While investors are excited, many analysts remain cautious given the intense competition and rising food costs that are eating away at profits across the industry.
“Regarding Wendy’s, the challenge will be to remain ahead of the innovation curve in spite of a lacklustre industry environment,” RBC Dominion Securities analyst David Palmer said in a recent note.
He is one of 11 analysts that have a “hold” recommendation on Wendy’s, while five see it as a “buy” and two “sell,” according to S&P Capital IQ.
“Wendy’s has proven its ability to outperform the industry in the short term. However, we have limited conviction that it can sustain its momentum over the longer term,” Mr. Palmer said.
Still, he has Wendy’s on his “watch list” for potential outperformance this year, citing its changing business model and new image.
Wendy’s makeover includes a young red-headed pitchwoman in its advertising, redesigned restaurants and the sale of more locations to its franchisees, which helps to reduce overall operating costs.
The company plans to sell 415 stores by midyear. So far it has sold or has agreements in place to sell 384. Wendy’s has a total of 6,558 restaurants, most of which are in North America. About 80 per cent of its restaurants are currently owned by franchisees.
The results of the revamp appear to be lifting Wendy’s stock, which has jumped 87 per cent over the past year, outpacing the performance of rivals such as McDonald’s Corp., Burger King Worldwide Inc. and Yum Brands Inc., the company behind Taco Bell and Pizza Hut.
It credits the promotion of new menu items, such as the Pretzel Bacon Cheeseburger and Bacon Portabella Melt on Brioche, for lifting same-store sales among company-owned restaurants by 3.1 per cent in the fourth quarter, compared with a decrease of 0.2 per cent last year. Franchise same-restaurant sales increased 2.8 per cent versus a 0.6 per cent drop last year.

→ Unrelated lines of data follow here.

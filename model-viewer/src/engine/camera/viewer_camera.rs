use crate::constants::render_settings::{CLEAR_COLOUR, RGB_SHIFT_SETTINGS};
use crate::engine::assets::viewer_config::ViewerConfig;
use crate::engine::render::rgb_shift_post_processing::RgbShiftSettings;
use bevy::core_pipeline::tonemapping::Tonemapping;
use bevy::prelude::*;
use bevy::window::WindowResized;

#[derive(Component)]
pub struct ViewerCamera;

/// Width over height, or `None` while the window is collapsed.
pub fn aspect_ratio(width: f32, height: f32) -> Option<f32> {
    (width > 0.0 && height > 0.0).then(|| width / height)
}

pub fn spawn_viewer_camera(mut commands: Commands) {
    let config = ViewerConfig::default();

    commands.spawn((
        Camera3d::default(),
        Camera {
            clear_color: ClearColorConfig::Custom(CLEAR_COLOUR),
            ..default()
        },
        Projection::Perspective(config.perspective()),
        Transform::from_xyz(0.0, 0.0, config.camera_distance).looking_at(Vec3::ZERO, Vec3::Y),
        Tonemapping::AcesFitted,
        Msaa::Sample4,
        RGB_SHIFT_SETTINGS,
        ViewerCamera,
    ));
}

/// Re-apply projection, distance and post-processing from a loaded config.
pub fn apply_camera_config(
    config: &ViewerConfig,
    camera_query: &mut Query<
        (&mut Projection, &mut Transform, &mut RgbShiftSettings),
        With<ViewerCamera>,
    >,
) {
    for (mut projection, mut transform, mut rgb_shift) in camera_query.iter_mut() {
        let aspect = match projection.as_ref() {
            Projection::Perspective(current) => current.aspect_ratio,
            _ => 1.0,
        };
        *projection = Projection::Perspective(PerspectiveProjection {
            aspect_ratio: aspect,
            ..config.perspective()
        });
        *transform = Transform::from_xyz(0.0, 0.0, config.camera_distance)
            .looking_at(Vec3::ZERO, Vec3::Y);
        *rgb_shift = config.rgb_shift_settings();
    }
}

/// Keep the camera aspect equal to the window's width over height.
pub fn sync_camera_aspect(
    mut resize_events: EventReader<WindowResized>,
    mut camera_query: Query<&mut Projection, With<ViewerCamera>>,
) {
    let Some(resized) = resize_events.read().last() else {
        return;
    };
    let Some(aspect) = aspect_ratio(resized.width, resized.height) else {
        return;
    };

    for mut projection in &mut camera_query {
        if let Projection::Perspective(perspective) = projection.as_mut() {
            perspective.aspect_ratio = aspect;
        }
    }
}

#[cfg(test)]
mod tests {
    use super::*;
    use approx::assert_relative_eq;

    fn resize_app() -> App {
        let mut app = App::new();
        app.add_event::<WindowResized>()
            .add_systems(Update, sync_camera_aspect);
        app
    }

    fn camera_aspect(app: &mut App) -> f32 {
        let mut query = app
            .world_mut()
            .query_filtered::<&Projection, With<ViewerCamera>>();
        match query.single(app.world()) {
            Ok(Projection::Perspective(perspective)) => perspective.aspect_ratio,
            _ => panic!("expected one perspective viewer camera"),
        }
    }

    #[test]
    fn aspect_ratio_rejects_collapsed_windows() {
        assert_eq!(aspect_ratio(800.0, 0.0), None);
        assert_eq!(aspect_ratio(0.0, 600.0), None);
        assert_eq!(aspect_ratio(800.0, 400.0), Some(2.0));
    }

    #[test]
    fn resize_keeps_aspect_equal_to_window() {
        let mut app = resize_app();
        let window = app.world_mut().spawn_empty().id();
        app.world_mut().spawn((
            Projection::Perspective(PerspectiveProjection::default()),
            ViewerCamera,
        ));

        for (width, height) in [(1920.0, 1080.0), (600.0, 900.0), (1024.0, 1024.0)] {
            app.world_mut().send_event(WindowResized {
                window,
                width,
                height,
            });
            app.update();
            assert_relative_eq!(camera_aspect(&mut app), width / height);
        }
    }

    #[test]
    fn zero_height_resize_leaves_aspect_untouched() {
        let mut app = resize_app();
        let window = app.world_mut().spawn_empty().id();
        app.world_mut().spawn((
            Projection::Perspective(PerspectiveProjection {
                aspect_ratio: 1.5,
                ..default()
            }),
            ViewerCamera,
        ));

        app.world_mut().send_event(WindowResized {
            window,
            width: 800.0,
            height: 0.0,
        });
        app.update();

        assert_relative_eq!(camera_aspect(&mut app), 1.5);
    }
}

Wendy’s forecasts fourth-quarter net income of $25.2-million (U.S.) to $28.7-million, or 6 to 7 cents per share, compared with $26.4-million or 7 cents per share in the same period a year earlier. It expects total sales to fall 6 per cent to $592.4-million, which it blames on costs related to its restructuring. It plans to release fourth-quarter and full-year results later next month.

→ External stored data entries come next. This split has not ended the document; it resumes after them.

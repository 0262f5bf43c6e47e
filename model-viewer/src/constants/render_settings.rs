use crate::engine::render::rgb_shift_post_processing::RgbShiftSettings;
use bevy::prelude::*;

pub const RGB_SHIFT_SETTINGS: RgbShiftSettings = RgbShiftSettings {
    amount: 0.0035,
    angle: 0.0,
};

pub const CAMERA_FOV_DEGREES: f32 = 75.0;
pub const CAMERA_NEAR: f32 = 0.1;
pub const CAMERA_FAR: f32 = 1000.0;
pub const CAMERA_DISTANCE: f32 = 2.0;

/// Transparent so the page background shows through the canvas.
pub const CLEAR_COLOUR: Color = Color::NONE;

/// Scales the unitless radiance of the HDRI into the camera's default exposure.
pub const ENVIRONMENT_INTENSITY: f32 = 1500.0;

/// Specular cubemap face size; the diffuse map is derived from its mips.
pub const ENVIRONMENT_FACE_SIZE: u32 = 256;
pub const MIN_ENVIRONMENT_FACE_SIZE: u32 = 16;
pub const MAX_ENVIRONMENT_FACE_SIZE: u32 = 1024;

pub const DIFFUSE_FACE_SIZE: u32 = 16;

/// Face size of the mip used as the source for irradiance integration.
pub const IRRADIANCE_SOURCE_SIZE: u32 = 8;
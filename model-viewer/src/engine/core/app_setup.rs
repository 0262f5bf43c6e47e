use bevy::asset::AssetMetaCheck;
use bevy::prelude::*;
use bevy_common_assets::json::JsonAssetPlugin;

use crate::engine::assets::viewer_assets::ViewerAssets;
use crate::engine::assets::viewer_config::ViewerConfig;
use crate::engine::camera::viewer_camera::{spawn_viewer_camera, sync_camera_aspect};
use crate::engine::core::app_state::AppState;
use crate::engine::core::window_config::create_window_config;
use crate::engine::input::pointer_rotation::{
    advance_rotation_tween, retarget_rotation_on_pointer_move,
};
use crate::engine::loading::config_loader::{
    apply_config_when_ready, start_asset_loads, start_loading,
};
use crate::engine::loading::environment_loader::attach_environment_when_ready;
use crate::engine::loading::model_loader::{LoadedModel, spawn_model_when_ready};
use crate::engine::loading::progress::{LoadingProgress, report_loading_progress};
use crate::engine::render::rgb_shift_post_processing::RgbShiftPostProcessPlugin;
use crate::engine::systems::status_overlay::update_status_overlay;

#[cfg(not(target_arch = "wasm32"))]
use crate::engine::systems::status_overlay::create_native_overlay;

pub fn create_app() -> App {
    let mut app = App::new();

    app.add_plugins(create_default_plugins())
        .init_state::<AppState>()
        // Registers ViewerConfig as a loadable asset type from JSON files.
        .add_plugins(JsonAssetPlugin::<ViewerConfig>::new(&["json"]))
        .add_plugins(RgbShiftPostProcessPlugin);

    // Initialise resources early
    app.init_resource::<ViewerAssets>()
        .init_resource::<LoadingProgress>()
        .init_resource::<LoadedModel>();

    app.add_systems(Startup, (spawn_viewer_camera, start_loading).chain())
        .add_systems(
            Update,
            apply_config_when_ready.run_if(in_state(AppState::Configuring)),
        )
        .add_systems(OnEnter(AppState::Viewing), start_asset_loads)
        .add_systems(
            Update,
            (
                attach_environment_when_ready,
                spawn_model_when_ready,
                report_loading_progress,
                update_status_overlay,
            )
                .chain()
                .run_if(in_state(AppState::Viewing)),
        )
        .add_systems(
            Update,
            (retarget_rotation_on_pointer_move, advance_rotation_tween)
                .chain()
                .run_if(in_state(AppState::Viewing)),
        )
        .add_systems(Update, sync_camera_aspect);

    #[cfg(not(target_arch = "wasm32"))]
    {
        app.add_systems(Startup, create_native_overlay);
    }

    app
}

fn create_default_plugins() -> impl PluginGroup {
    let window_config = WindowPlugin {
        primary_window: Some(create_window_config()),
        ..default()
    };

    let asset_config = AssetPlugin {
        meta_check: AssetMetaCheck::Never,
        ..default()
    };

    DefaultPlugins.set(window_config).set(asset_config)
}
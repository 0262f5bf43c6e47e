//! Asset loading for the viewer.
//!
//! Loads `viewer.json` first, then streams the environment map and the glTF
//! model in parallel while the scene renders, reporting progress as each
//! asset resolves.

/// Viewer config loading and the transition into the viewing state.
pub mod config_loader;

/// Equirectangular HDRI loading and conversion into image-based lighting.
pub mod environment_loader;

/// glTF model loading, scene spawning and the optional model reference.
pub mod model_loader;

/// Per-asset load status and progress reporting.
pub mod progress;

For 2014, it expects earnings to be between 34 and 36 cents per share, which is above the average analyst forecast of 29 cents, according to Thomson Reuters I/B/E/S.
That helped Wendy’s shares close up 6.4 per cent, or 54 cents, to $8.98 on the Nasdaq on Monday, slightly below its 52-week high of $9.51 in November.
Wendy’s attempt to reposition its brand as higher quality compared with its fast-food competitors is helping to boost its shares, said Wedbush Securities analyst Nick Setyan. “And they continue to do a number of shareholder-friendly activities,” he said, citing the share buyback announced Monday as an example.
Wendy’s also pays a dividend yielding 2.4 per cent, which is higher than Burger King’s at 1.2 per cent, in line with Yum Brands at 2 per cent, but lower than McDonald’s at 3.4 per cent.
Wendy’s is in the middle of the pack among its peers when it comes to EBITDA, or earnings before interest, taxes, depreciation and amortization. Wendy’s trades at 11 times, compared with about 10 times for McDonald’s and 14 times for Burger King, according to S&P Capital IQ.
Bruce Campbell, president of Campbell Lee & Ross Investment Management, said his firm doesn’t own Wendy’s because the name doesn’t stand out much from its peers.
His funds own McDonald’s because it’s the leader in the sector and pays a fat dividend. “Wendy’s would be a riskier way to play the same trend,” he said.